Le retour de Xavier Dolan était l’événement de ce Festival de Cannes 2016. Attendu comme jamais par la presse spécialisée, Juste La Fin Du Monde pouvait compter sur un casting extraordinaire, et la présence d’un réalisateur à la patte prodigieuse derrière la caméra. Le prodige canadien était attendu de pied ferme.

Adapté de la pièce de Jean-Luc Lagarce, l’histoire nous conte le retour auprès des siens de Louis (Gaspard Ulliel), un auteur qui a déserté depuis plus de 12 ans à l’étranger. À son retour, il retrouve son frère Antoine (Vincent Cassel), Suzanne (Léa Seydoux), Catherine (Marion Cotillard) et Martine (Nathalie Baye), sa mère. Débute alors une réunion familiale sous haute tension.

Le portrait familial que Xavier Dolan met en scène est une véritable bataille morale. Comme il sait si bien le faire, le Canadien pousse à l’extrême son cinéma. Atmosphère tendue, voire irrespirable – la canicule et les visages transpirants des protagonistes intensifient cette sensation -, Juste La Fin Du Monde est une vive dispute familiale répartie sur 1h36. Un laps de temps où Dolan magnifie le tableau familial, le décortique, le maltraite à un point que nous en sommes nous-même bousculés.

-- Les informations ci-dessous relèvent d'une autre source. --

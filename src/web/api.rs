//! JSON/image API handlers.

use std::sync::LazyLock;
use std::time::Instant;

use axum::Json;
use axum::body::Bytes;
use axum::http::header::{CACHE_CONTROL, CONTENT_DISPOSITION};
use regex::Regex;
use serde::Deserialize;

use super::images::{
    ImageCacheHeaders, apply_cache_headers, is_not_modified, not_modified_response,
};
use super::prelude::*;
use crate::base_image::{extension_for_mime, load_base_image};
use crate::constants::{DOWNLOAD_SLUG_MAX_LEN, X_IMAGE_ID};
use crate::prompt::{compose_prompt, validate_prompt};

#[derive(Debug, Default, Deserialize)]
pub(crate) struct GenerateRequest {
    #[serde(default)]
    prompt: Option<String>,
}

static NON_SLUG: LazyLock<Result<Regex, regex::Error>> =
    LazyLock::new(|| Regex::new("[^a-z0-9]+"));

/// handles POST /api/generate
pub(crate) async fn generate_handler(
    State(state): State<AppState>,
    body: Bytes,
) -> Result<Response, AppError> {
    let request: GenerateRequest = if body.iter().all(u8::is_ascii_whitespace) {
        GenerateRequest::default()
    } else {
        serde_json::from_slice(&body)
            .map_err(|err| AppError::BadRequest(format!("Invalid request body: {err}")))?
    };
    let prompt = validate_prompt(request.prompt.as_deref())?;
    let base = load_base_image(&state.base_image).await?;
    let composed = compose_prompt(&state.preserved_feature, prompt);

    let started = Instant::now();
    let permit = state
        .generation_permits
        .clone()
        .acquire_owned()
        .await
        .map_err(|err| AppError::InternalServerError(err.to_string()))?;
    debug!("Generation permit acquired after {:?}", started.elapsed());

    // once the upstream call is issued it runs to completion, even if the client goes away
    let prompt = prompt.to_string();
    let (image, record) = tokio::spawn(async move {
        let image = state.generator.generate(&composed, &base).await;
        drop(permit);
        let image = image?;
        let record = state.persistence.save(&prompt, &image).await?;
        Ok::<_, AppError>((image, record))
    })
    .await
    .map_err(|err| AppError::InternalServerError(format!("generation task failed: {err}")))??;
    info!(
        "Generated record {} in {:?}",
        record.id,
        started.elapsed()
    );

    Response::builder()
        .status(StatusCode::OK)
        .header(CONTENT_TYPE, image.mime_type.as_str())
        .header(CACHE_CONTROL, "no-store")
        .header(X_IMAGE_ID, record.id.as_str())
        .body(Body::from(image.bytes))
        .map_err(AppError::from)
}

/// handles GET /api/gallery
pub(crate) async fn gallery_handler(
    State(state): State<AppState>,
) -> Result<Json<Vec<ImageRecord>>, AppError> {
    let records = state.persistence.repository().list_descending().await?;
    Ok(Json(records))
}

pub(crate) async fn find_record(state: &AppState, id: &str) -> Result<ImageRecord, AppError> {
    state
        .persistence
        .repository()
        .get_by_id(id)
        .await?
        .ok_or_else(|| AppError::NotFound(format!("record {id}")))
}

/// Storage URL to send the client to, when records should be redirected rather than proxied.
fn redirect_target(state: &AppState, record: &ImageRecord) -> Option<String> {
    match (&record.image_location, state.serve_mode) {
        (ImageLocation::Remote { url, .. }, ServeMode::Redirect) => Some(url.clone()),
        _ => None,
    }
}

/// handles GET /api/image/{id}
pub(crate) async fn image_handler(
    State(state): State<AppState>,
    Path(id): Path<String>,
    headers: HeaderMap,
) -> Result<Response, AppError> {
    let record = find_record(&state, &id).await?;
    if let Some(url) = redirect_target(&state, &record) {
        return Ok(Redirect::temporary(&url).into_response());
    }

    let cache = ImageCacheHeaders::for_record(&record);
    if is_not_modified(&headers, &cache) {
        return not_modified_response(&cache);
    }

    let image = state.persistence.read_image(&record).await?;
    let builder = Response::builder()
        .status(StatusCode::OK)
        .header(CONTENT_TYPE, image.mime_type.as_str());
    apply_cache_headers(builder, &cache)
        .body(Body::from(image.bytes))
        .map_err(AppError::from)
}

/// handles GET /api/download/{id}
pub(crate) async fn download_handler(
    State(state): State<AppState>,
    Path(id): Path<String>,
) -> Result<Response, AppError> {
    let record = find_record(&state, &id).await?;
    if let Some(url) = redirect_target(&state, &record) {
        return Ok(Redirect::temporary(&url).into_response());
    }

    let image = state.persistence.read_image(&record).await?;
    let disposition = HeaderValue::from_str(&format!(
        "attachment; filename=\"{}\"",
        download_filename(&record)
    ))
    .map_err(|err| AppError::InternalServerError(err.to_string()))?;
    let cache = ImageCacheHeaders::for_record(&record);
    let builder = Response::builder()
        .status(StatusCode::OK)
        .header(CONTENT_TYPE, image.mime_type.as_str())
        .header(CONTENT_DISPOSITION, disposition);
    apply_cache_headers(builder, &cache)
        .body(Body::from(image.bytes))
        .map_err(AppError::from)
}

/// `a-cat-on-a-skateboard-9a3c41f2.png`: prompt slug, the random tail of the id, extension.
pub(crate) fn download_filename(record: &ImageRecord) -> String {
    let lowered = record.prompt.to_lowercase();
    let slug = match NON_SLUG.as_ref() {
        Ok(regex) => regex.replace_all(&lowered, "-").into_owned(),
        Err(_) => lowered
            .chars()
            .map(|c| if c.is_ascii_alphanumeric() { c } else { '-' })
            .collect(),
    };
    let slug: String = slug
        .trim_matches('-')
        .chars()
        .take(DOWNLOAD_SLUG_MAX_LEN)
        .collect();
    let slug = match slug.trim_end_matches('-') {
        "" => "image",
        trimmed => trimmed,
    };
    let id_suffix = record
        .id
        .char_indices()
        .rev()
        .nth(7)
        .map_or(record.id.as_str(), |(index, _)| &record.id[index..]);
    format!(
        "{}-{}.{}",
        slug,
        id_suffix,
        extension_for_mime(record.image_location.mime_type())
    )
}

#[cfg(test)]
mod tests {
    use super::*;
    use chrono::Utc;

    fn record(prompt: &str) -> ImageRecord {
        ImageRecord {
            id: "0190c2a4-0000-7000-8000-00009a3c41f2".to_string(),
            prompt: prompt.to_string(),
            image_location: ImageLocation::Inline {
                mime_type: "image/jpeg".to_string(),
                data: String::new(),
            },
            timestamp: Utc::now(),
        }
    }

    #[test]
    fn filenames_are_slugged() {
        assert_eq!(
            download_filename(&record("A cat, on a Skateboard!")),
            "a-cat-on-a-skateboard-9a3c41f2.jpg"
        );
        assert_eq!(
            download_filename(&record("\"; rm -rf / ü")),
            "rm-rf-9a3c41f2.jpg"
        );
        assert_eq!(download_filename(&record("!!!")), "image-9a3c41f2.jpg");
        let long = download_filename(&record(&"word ".repeat(40)));
        assert!(long.len() <= DOWNLOAD_SLUG_MAX_LEN + "-9a3c41f2.jpg".len());
        assert!(!long.contains("--"));
    }

    #[test]
    fn filenames_differ_for_ids_from_the_same_minute() {
        let mut first = record("same prompt");
        let mut second = record("same prompt");
        first.id = "019a1b2c-3d4e-7000-8000-5f6e7d8c9b0a".to_string();
        second.id = "019a1b2c-3d4f-7123-9000-0a1b2c3d4e5f".to_string();
        assert_eq!(download_filename(&first), "same-prompt-7d8c9b0a.jpg");
        assert_eq!(download_filename(&second), "same-prompt-2c3d4e5f.jpg");
    }
}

Tout est sourire, regard, posture, paroles assassines. Les retrouvailles se transforment en face-à-face brutal baigné dans une photographie hallucinante de beauté.

Dolan sublime son excellent casting

Ne nous voilons pas la face, Dolan fait du « Dolan ». Avec ce casting hors norme, le cinéaste de 27 ans intensifie son travail en reprenant les codes qui font de lui un réalisateur à part entière. C’est-à-dire des tubes kitsch, des plans serrés, des flashbacks, du champ contre champ, de l’hystérie, des cris et de l’émotion à n’en plus finir. À partir de là, les ingrédients sont réunis pour concocter un cocktail détonnant. Ajoutons à cela des acteurs qui sous la direction du canadien excelleront dans cette réunion familiale à l’atmosphère électrique.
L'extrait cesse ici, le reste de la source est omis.